§ **The records**

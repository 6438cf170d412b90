use super::*;

#[test]
fn ui_config_defaults_point_at_sign_in() {
    let cfg = UiConfig::default();
    assert_eq!(cfg.api_base, "/api");
    assert_eq!(cfg.sign_in_path, "/sign-in");
    assert_eq!(cfg.toast_ttl_ms, DEFAULT_TOAST_TTL_MS);
}

#[test]
fn parse_port_falls_back_to_default() {
    assert_eq!(parse_port(None, 3000), Ok(3000));
    assert_eq!(parse_port(Some("  "), 3000), Ok(3000));
}

#[test]
fn parse_port_accepts_override() {
    assert_eq!(parse_port(Some("8080"), 3000), Ok(8080));
}

#[test]
fn parse_port_rejects_garbage() {
    assert_eq!(parse_port(Some("eighty"), 3000), Err(ConfigError::InvalidPort("eighty".to_owned())));
    assert_eq!(parse_port(Some("70000"), 3000), Err(ConfigError::InvalidPort("70000".to_owned())));
}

§ **Problem to solve**
Using the records above, report each line that contains the word "InvalidPort" by copying it.

§ **Exercise output**
    assert_eq!(parse_port(Some("eighty"), 3000), Err(ConfigError::InvalidPort("eighty".to_owned())));
    assert_eq!(parse_port(Some("70000"), 3000), Err(ConfigError::InvalidPort("70000".to_owned())));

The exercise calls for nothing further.